Action item: Entries follow. Give back exactly the lines starting at the one containing "self.fetch_started = true;" and ending at the one containing "pub fn loaded(&mut", and no other lines.
[Given data]
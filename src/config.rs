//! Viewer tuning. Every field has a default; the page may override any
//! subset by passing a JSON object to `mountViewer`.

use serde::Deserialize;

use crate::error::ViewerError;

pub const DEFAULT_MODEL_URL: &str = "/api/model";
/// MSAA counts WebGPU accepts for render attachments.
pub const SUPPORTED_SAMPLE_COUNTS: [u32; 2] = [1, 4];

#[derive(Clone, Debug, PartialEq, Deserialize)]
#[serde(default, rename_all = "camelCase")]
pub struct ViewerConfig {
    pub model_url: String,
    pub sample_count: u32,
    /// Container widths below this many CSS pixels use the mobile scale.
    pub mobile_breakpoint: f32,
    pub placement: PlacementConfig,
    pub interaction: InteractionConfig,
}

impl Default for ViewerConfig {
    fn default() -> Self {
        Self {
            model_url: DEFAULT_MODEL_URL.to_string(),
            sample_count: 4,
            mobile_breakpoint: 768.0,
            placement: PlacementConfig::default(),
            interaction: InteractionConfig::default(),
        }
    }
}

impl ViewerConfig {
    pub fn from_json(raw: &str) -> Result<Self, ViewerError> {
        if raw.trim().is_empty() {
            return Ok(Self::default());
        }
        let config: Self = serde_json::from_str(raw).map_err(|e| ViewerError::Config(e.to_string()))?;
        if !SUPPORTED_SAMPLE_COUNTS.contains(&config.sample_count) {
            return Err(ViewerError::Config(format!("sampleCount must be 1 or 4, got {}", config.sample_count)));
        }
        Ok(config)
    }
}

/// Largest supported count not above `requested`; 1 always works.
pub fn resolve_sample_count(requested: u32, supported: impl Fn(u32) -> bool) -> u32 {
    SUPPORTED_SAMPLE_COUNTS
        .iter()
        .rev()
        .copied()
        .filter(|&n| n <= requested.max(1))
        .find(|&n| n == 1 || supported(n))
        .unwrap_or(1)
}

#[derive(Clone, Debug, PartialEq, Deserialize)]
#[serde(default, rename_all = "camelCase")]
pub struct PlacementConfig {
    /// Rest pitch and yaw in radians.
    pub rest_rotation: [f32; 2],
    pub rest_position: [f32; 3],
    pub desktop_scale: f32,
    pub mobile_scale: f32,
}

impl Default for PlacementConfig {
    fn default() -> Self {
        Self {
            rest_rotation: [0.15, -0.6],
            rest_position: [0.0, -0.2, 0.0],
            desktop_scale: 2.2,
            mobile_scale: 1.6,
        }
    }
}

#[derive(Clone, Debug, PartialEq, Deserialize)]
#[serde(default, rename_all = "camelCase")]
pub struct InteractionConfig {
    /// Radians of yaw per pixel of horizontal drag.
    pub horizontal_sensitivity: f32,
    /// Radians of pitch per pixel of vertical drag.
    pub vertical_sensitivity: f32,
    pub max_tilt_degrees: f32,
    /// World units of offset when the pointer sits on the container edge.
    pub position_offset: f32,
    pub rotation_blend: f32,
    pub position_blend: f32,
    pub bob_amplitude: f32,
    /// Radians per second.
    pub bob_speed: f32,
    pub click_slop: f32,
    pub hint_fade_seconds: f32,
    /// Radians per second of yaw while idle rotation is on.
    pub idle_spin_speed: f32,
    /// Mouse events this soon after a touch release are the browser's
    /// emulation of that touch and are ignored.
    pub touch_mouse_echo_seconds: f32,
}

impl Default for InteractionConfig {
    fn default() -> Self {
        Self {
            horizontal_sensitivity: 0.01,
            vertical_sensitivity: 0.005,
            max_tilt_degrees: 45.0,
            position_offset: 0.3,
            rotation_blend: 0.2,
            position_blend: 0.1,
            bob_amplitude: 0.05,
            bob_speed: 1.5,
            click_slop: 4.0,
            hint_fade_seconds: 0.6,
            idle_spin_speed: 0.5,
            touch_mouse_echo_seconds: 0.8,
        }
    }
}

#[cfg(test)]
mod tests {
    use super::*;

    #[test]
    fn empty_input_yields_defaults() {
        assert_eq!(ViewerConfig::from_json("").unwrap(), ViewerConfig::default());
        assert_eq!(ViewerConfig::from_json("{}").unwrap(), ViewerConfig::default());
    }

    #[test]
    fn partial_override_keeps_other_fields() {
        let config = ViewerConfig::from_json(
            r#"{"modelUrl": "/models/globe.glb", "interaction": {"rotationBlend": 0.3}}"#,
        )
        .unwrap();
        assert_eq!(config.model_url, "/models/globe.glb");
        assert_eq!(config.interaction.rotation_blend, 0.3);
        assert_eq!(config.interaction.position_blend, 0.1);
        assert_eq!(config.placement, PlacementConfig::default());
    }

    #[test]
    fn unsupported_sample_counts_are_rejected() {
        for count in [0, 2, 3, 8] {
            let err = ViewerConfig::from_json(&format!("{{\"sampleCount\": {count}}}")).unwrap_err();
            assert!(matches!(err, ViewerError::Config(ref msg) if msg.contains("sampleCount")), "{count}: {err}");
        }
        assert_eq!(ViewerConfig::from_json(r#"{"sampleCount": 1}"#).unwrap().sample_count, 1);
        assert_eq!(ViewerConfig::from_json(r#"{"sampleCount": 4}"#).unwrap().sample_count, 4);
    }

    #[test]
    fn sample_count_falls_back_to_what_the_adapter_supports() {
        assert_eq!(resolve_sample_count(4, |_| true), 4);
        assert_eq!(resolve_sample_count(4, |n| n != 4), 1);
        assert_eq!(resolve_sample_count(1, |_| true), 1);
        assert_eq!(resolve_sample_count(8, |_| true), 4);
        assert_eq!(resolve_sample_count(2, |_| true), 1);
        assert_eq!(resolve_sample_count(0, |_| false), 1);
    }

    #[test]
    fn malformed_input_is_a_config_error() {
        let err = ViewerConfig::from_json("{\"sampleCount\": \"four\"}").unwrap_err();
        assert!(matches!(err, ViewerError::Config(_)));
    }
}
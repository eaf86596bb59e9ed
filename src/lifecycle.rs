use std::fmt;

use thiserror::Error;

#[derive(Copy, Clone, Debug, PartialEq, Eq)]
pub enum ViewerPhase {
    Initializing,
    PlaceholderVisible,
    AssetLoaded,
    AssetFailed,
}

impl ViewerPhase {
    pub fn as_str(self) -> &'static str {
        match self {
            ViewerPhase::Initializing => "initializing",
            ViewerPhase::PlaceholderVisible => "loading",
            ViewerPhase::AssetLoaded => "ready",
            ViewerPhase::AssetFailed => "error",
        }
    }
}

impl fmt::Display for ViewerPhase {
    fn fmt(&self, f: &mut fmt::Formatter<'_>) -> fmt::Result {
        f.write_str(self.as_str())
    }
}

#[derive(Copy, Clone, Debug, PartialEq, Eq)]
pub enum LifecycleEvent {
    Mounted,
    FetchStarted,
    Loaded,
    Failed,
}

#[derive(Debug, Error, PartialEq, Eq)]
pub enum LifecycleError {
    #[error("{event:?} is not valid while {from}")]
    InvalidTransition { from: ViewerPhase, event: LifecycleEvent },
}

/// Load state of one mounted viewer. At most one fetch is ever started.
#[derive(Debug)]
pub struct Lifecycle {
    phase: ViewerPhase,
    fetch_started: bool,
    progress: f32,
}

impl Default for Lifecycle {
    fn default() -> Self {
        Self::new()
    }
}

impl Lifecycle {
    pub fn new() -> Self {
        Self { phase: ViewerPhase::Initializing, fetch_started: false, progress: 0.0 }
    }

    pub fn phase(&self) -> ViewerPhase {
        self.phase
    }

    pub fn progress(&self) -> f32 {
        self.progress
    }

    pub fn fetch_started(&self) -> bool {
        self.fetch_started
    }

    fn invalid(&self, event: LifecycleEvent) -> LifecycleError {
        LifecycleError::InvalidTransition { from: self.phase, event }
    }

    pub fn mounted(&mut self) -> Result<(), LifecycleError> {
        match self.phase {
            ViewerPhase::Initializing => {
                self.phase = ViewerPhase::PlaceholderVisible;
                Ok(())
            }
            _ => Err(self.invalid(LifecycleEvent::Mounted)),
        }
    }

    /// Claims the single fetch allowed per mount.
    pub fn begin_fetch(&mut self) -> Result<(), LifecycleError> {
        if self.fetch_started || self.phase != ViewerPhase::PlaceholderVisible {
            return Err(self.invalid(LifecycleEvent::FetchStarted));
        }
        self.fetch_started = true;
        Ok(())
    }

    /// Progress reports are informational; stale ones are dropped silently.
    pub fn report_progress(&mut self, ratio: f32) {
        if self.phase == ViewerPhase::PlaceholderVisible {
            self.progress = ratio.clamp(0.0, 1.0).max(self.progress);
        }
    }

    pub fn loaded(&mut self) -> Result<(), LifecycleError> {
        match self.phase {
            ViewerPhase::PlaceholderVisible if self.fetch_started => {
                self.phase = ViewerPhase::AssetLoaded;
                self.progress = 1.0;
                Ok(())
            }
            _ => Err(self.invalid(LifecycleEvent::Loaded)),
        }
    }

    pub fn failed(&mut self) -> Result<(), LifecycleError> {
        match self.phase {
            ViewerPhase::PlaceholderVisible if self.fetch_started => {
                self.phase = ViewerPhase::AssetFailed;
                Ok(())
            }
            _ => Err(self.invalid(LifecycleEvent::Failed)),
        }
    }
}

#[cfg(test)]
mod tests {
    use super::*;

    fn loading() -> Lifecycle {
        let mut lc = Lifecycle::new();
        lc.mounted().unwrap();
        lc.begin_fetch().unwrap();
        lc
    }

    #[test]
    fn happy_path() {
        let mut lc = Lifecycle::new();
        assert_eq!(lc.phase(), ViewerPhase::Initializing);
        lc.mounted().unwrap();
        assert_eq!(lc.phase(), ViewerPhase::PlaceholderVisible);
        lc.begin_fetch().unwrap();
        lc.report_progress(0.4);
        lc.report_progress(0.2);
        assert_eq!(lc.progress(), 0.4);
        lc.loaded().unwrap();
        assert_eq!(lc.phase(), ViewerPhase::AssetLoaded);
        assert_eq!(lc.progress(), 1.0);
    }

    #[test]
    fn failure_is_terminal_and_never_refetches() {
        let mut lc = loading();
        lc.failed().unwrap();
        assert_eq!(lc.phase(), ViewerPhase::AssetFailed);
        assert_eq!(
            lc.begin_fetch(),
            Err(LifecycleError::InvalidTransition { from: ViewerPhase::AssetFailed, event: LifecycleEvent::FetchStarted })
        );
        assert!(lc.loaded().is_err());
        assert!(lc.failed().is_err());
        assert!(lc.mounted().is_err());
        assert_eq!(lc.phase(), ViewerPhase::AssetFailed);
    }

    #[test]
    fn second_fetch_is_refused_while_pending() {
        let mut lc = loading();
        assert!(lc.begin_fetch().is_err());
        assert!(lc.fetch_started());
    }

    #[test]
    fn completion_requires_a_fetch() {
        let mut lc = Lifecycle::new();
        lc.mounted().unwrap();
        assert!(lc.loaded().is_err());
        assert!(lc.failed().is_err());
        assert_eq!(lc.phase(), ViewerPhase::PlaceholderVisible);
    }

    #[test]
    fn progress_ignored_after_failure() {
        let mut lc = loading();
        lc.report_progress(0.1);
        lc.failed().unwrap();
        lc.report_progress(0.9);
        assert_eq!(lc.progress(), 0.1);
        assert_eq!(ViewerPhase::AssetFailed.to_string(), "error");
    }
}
[/Given data]
Task output:
        self.fetch_started = true;
        Ok(())
    }

    /// Progress reports are informational; stale ones are dropped silently.
    pub fn report_progress(&mut self, ratio: f32) {
        if self.phase == ViewerPhase::PlaceholderVisible {
            self.progress = ratio.clamp(0.0, 1.0).max(self.progress);
        }
    }

    pub fn loaded(&mut self) -> Result<(), LifecycleError> {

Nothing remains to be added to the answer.